Each line below that includes the word "impl" adds one to the count; give that count and nothing else.

Collected data entries:

####

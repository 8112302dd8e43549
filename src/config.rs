//! Declarative pool settings.
//!
//! Settings are read once at start from a TOML document (`[thread.pool]`
//! table), from `THREAD_POOL_*` environment variables, or built in code.
//! Keys mirror the property names used by the services that embed the pools:
//!
//! ```toml
//! [thread.pool]
//! core-pool-size = 10
//! max-pool-size = 50
//! queue-capacity = 100
//! keep-alive-seconds = 60
//! allow-core-thread-timeout = true
//! wait-for-tasks-to-complete = true
//! ```

use crate::error::{Error, Result};
use crate::executor::OverflowPolicy;
use serde::Deserialize;
use std::time::Duration;

pub const CORE_POOL_SIZE_KEY: &str = "thread.pool.core-pool-size";
pub const MAX_POOL_SIZE_KEY: &str = "thread.pool.max-pool-size";
pub const QUEUE_CAPACITY_KEY: &str = "thread.pool.queue-capacity";
pub const KEEP_ALIVE_SECONDS_KEY: &str = "thread.pool.keep-alive-seconds";
pub const ALLOW_CORE_THREAD_TIMEOUT_KEY: &str = "thread.pool.allow-core-thread-timeout";
pub const WAIT_FOR_TASKS_KEY: &str = "thread.pool.wait-for-tasks-to-complete";

/// Upper bound on threads per pool, applied after derivation.
pub const MAX_THREADS_PER_POOL: usize = 10_000;

/// Base settings shared by every pool the provisioner builds.
#[derive(Debug, Clone, PartialEq, Eq)]
pub struct ThreadPoolSettings {
    pub core_pool_size: usize,
    pub max_pool_size: usize,
    pub queue_capacity: usize,
    pub keep_alive: Duration,
    pub allow_core_thread_timeout: bool,
    pub wait_for_tasks_to_complete: bool,
}

impl Default for ThreadPoolSettings {
    fn default() -> Self {
        Self {
            core_pool_size: 10,
            max_pool_size: 50,
            queue_capacity: 100,
            keep_alive: Duration::from_secs(60),
            allow_core_thread_timeout: true,
            wait_for_tasks_to_complete: true,
        }
    }
}

impl ThreadPoolSettings {
    pub fn builder() -> SettingsBuilder {
        SettingsBuilder::new()
    }

    /// Parse the `[thread.pool]` table of a TOML document. Other tables are
    /// ignored; unknown keys inside `[thread.pool]` are rejected.
    pub fn from_toml_str(doc: &str) -> Result<Self> {
        let doc: SettingsDocument = toml::from_str(doc)?;
        let mut settings = Self::default();
        doc.thread.pool.apply_to(&mut settings)?;
        settings.validate()?;
        Ok(settings)
    }

    /// Defaults overlaid with `THREAD_POOL_*` environment variables.
    pub fn from_env() -> Result<Self> {
        let mut settings = Self::default();
        settings.apply_overrides(|key| std::env::var(key).ok())?;
        settings.validate()?;
        Ok(settings)
    }

    /// Overlay values returned by `lookup`, keyed by environment variable name
    /// (`thread.pool.core-pool-size` becomes `THREAD_POOL_CORE_POOL_SIZE`).
    pub fn apply_overrides<F>(&mut self, lookup: F) -> Result<()>
    where
        F: Fn(&str) -> Option<String>,
    {
        let get = |key: &'static str| lookup(&env_var_name(key)).map(|v| (key, v));

        if let Some((key, v)) = get(CORE_POOL_SIZE_KEY) {
            self.core_pool_size = parse_size(key, &v)?;
        }
        if let Some((key, v)) = get(MAX_POOL_SIZE_KEY) {
            self.max_pool_size = parse_size(key, &v)?;
        }
        if let Some((key, v)) = get(QUEUE_CAPACITY_KEY) {
            self.queue_capacity = parse_size(key, &v)?;
        }
        if let Some((key, v)) = get(KEEP_ALIVE_SECONDS_KEY) {
            self.keep_alive = Duration::from_secs(parse_size(key, &v)? as u64);
        }
        if let Some((key, v)) = get(ALLOW_CORE_THREAD_TIMEOUT_KEY) {
            self.allow_core_thread_timeout = parse_flag(key, &v)?;
        }
        if let Some((key, v)) = get(WAIT_FOR_TASKS_KEY) {
            self.wait_for_tasks_to_complete = parse_flag(key, &v)?;
        }
        Ok(())
    }

    pub fn validate(&self) -> Result<()> {
        if self.max_pool_size == 0 {
            return Err(Error::config("max-pool-size must be > 0"));
        }
        if self.max_pool_size < self.core_pool_size {
            return Err(Error::config(format!(
                "max-pool-size ({}) must be >= core-pool-size ({})",
                self.max_pool_size, self.core_pool_size
            )));
        }
        if self.allow_core_thread_timeout && self.keep_alive.is_zero() {
            return Err(Error::config(
                "keep-alive-seconds must be > 0 when allow-core-thread-timeout is set",
            ));
        }
        // the I/O pool doubles the base sizes
        if self.max_pool_size > MAX_THREADS_PER_POOL / 2 {
            return Err(Error::config(format!(
                "max-pool-size too large (max {})",
                MAX_THREADS_PER_POOL / 2
            )));
        }
        Ok(())
    }
}

/// Environment variable carrying the given property key.
pub fn env_var_name(key: &str) -> String {
    key.to_ascii_uppercase().replace(['.', '-'], "_")
}

fn parse_size(key: &str, raw: &str) -> Result<usize> {
    let value: i64 = raw
        .trim()
        .parse()
        .map_err(|_| Error::config(format!("{key}: `{raw}` is not an integer")))?;
    to_size(key, value)
}

fn to_size(key: &str, value: i64) -> Result<usize> {
    usize::try_from(value).map_err(|_| Error::config(format!("{key} must not be negative (got {value})")))
}

fn parse_flag(key: &str, raw: &str) -> Result<bool> {
    match raw.trim().to_ascii_lowercase().as_str() {
        "true" => Ok(true),
        "false" => Ok(false),
        _ => Err(Error::config(format!("{key}: `{raw}` is not a boolean"))),
    }
}

#[derive(Debug, Default, Deserialize)]
struct SettingsDocument {
    #[serde(default)]
    thread: ThreadTable,
}

#[derive(Debug, Default, Deserialize)]
struct ThreadTable {
    #[serde(default)]
    pool: RawSettings,
}

// Sizes are signed so that negative values surface as config errors rather
// than as deserialization noise.
#[derive(Debug, Default, Deserialize)]
#[serde(rename_all = "kebab-case", deny_unknown_fields)]
struct RawSettings {
    core_pool_size: Option<i64>,
    max_pool_size: Option<i64>,
    queue_capacity: Option<i64>,
    keep_alive_seconds: Option<i64>,
    allow_core_thread_timeout: Option<bool>,
    wait_for_tasks_to_complete: Option<bool>,
}

impl RawSettings {
    fn apply_to(&self, settings: &mut ThreadPoolSettings) -> Result<()> {
        if let Some(v) = self.core_pool_size {
            settings.core_pool_size = to_size(CORE_POOL_SIZE_KEY, v)?;
        }
        if let Some(v) = self.max_pool_size {
            settings.max_pool_size = to_size(MAX_POOL_SIZE_KEY, v)?;
        }
        if let Some(v) = self.queue_capacity {
            settings.queue_capacity = to_size(QUEUE_CAPACITY_KEY, v)?;
        }
        if let Some(v) = self.keep_alive_seconds {
            settings.keep_alive = Duration::from_secs(to_size(KEEP_ALIVE_SECONDS_KEY, v)? as u64);
        }
        if let Some(v) = self.allow_core_thread_timeout {
            settings.allow_core_thread_timeout = v;
        }
        if let Some(v) = self.wait_for_tasks_to_complete {
            settings.wait_for_tasks_to_complete = v;
        }
        Ok(())
    }
}

#[derive(Debug, Default)]
pub struct SettingsBuilder {
    settings: ThreadPoolSettings,
}

impl SettingsBuilder {
    pub fn new() -> Self {
        Self {
            settings: ThreadPoolSettings::default(),
        }
    }

    pub fn core_pool_size(mut self, n: usize) -> Self {
        self.settings.core_pool_size = n;
        self
    }

    pub fn max_pool_size(mut self, n: usize) -> Self {
        self.settings.max_pool_size = n;
        self
    }

    pub fn queue_capacity(mut self, n: usize) -> Self {
        self.settings.queue_capacity = n;
        self
    }

    pub fn keep_alive(mut self, keep_alive: Duration) -> Self {
        self.settings.keep_alive = keep_alive;
        self
    }

    pub fn allow_core_thread_timeout(mut self, allow: bool) -> Self {
        self.settings.allow_core_thread_timeout = allow;
        self
    }

    pub fn wait_for_tasks_to_complete(mut self, wait: bool) -> Self {
        self.settings.wait_for_tasks_to_complete = wait;
        self
    }

    pub fn build(self) -> Result<ThreadPoolSettings> {
        self.settings.validate()?;
        Ok(self.settings)
    }
}

/// Immutable identity of one pool, derived from [`ThreadPoolSettings`].
#[derive(Debug, Clone, PartialEq, Eq)]
pub struct PoolConfig {
    pub name: String,
    pub core_pool_size: usize,
    pub max_pool_size: usize,
    pub queue_capacity: usize,
    pub keep_alive: Duration,
    pub allow_core_thread_timeout: bool,
    pub wait_for_tasks_to_complete: bool,
    pub overflow_policy: OverflowPolicy,
}

impl PoolConfig {
    /// Base settings taken verbatim.
    pub fn from_settings<S: Into<String>>(
        name: S,
        settings: &ThreadPoolSettings,
        overflow_policy: OverflowPolicy,
    ) -> Self {
        Self {
            name: name.into(),
            core_pool_size: settings.core_pool_size,
            max_pool_size: settings.max_pool_size,
            queue_capacity: settings.queue_capacity,
            keep_alive: settings.keep_alive,
            allow_core_thread_timeout: settings.allow_core_thread_timeout,
            wait_for_tasks_to_complete: settings.wait_for_tasks_to_complete,
            overflow_policy,
        }
    }

    pub fn validate(&self) -> Result<()> {
        if self.name.is_empty() {
            return Err(Error::config("pool name must not be empty"));
        }
        if self.max_pool_size == 0 {
            return Err(Error::config(format!("{}: max pool size must be > 0", self.name)));
        }
        if self.max_pool_size < self.core_pool_size {
            return Err(Error::config(format!(
                "{}: max pool size ({}) must be >= core pool size ({})",
                self.name, self.max_pool_size, self.core_pool_size
            )));
        }
        if self.max_pool_size > MAX_THREADS_PER_POOL {
            return Err(Error::config(format!(
                "{}: max pool size too large (max {})",
                self.name, MAX_THREADS_PER_POOL
            )));
        }
        if self.allow_core_thread_timeout && self.keep_alive.is_zero() {
            return Err(Error::config(format!(
                "{}: core threads may only time out with a non-zero keep-alive",
                self.name
            )));
        }
        Ok(())
    }

    /// Worker thread name for the `index`-th thread started by this pool.
    pub(crate) fn thread_name(&self, index: u64) -> String {
        format!("{}-{}", self.name, index)
    }
}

####

EXPECTED OUTPUT:
5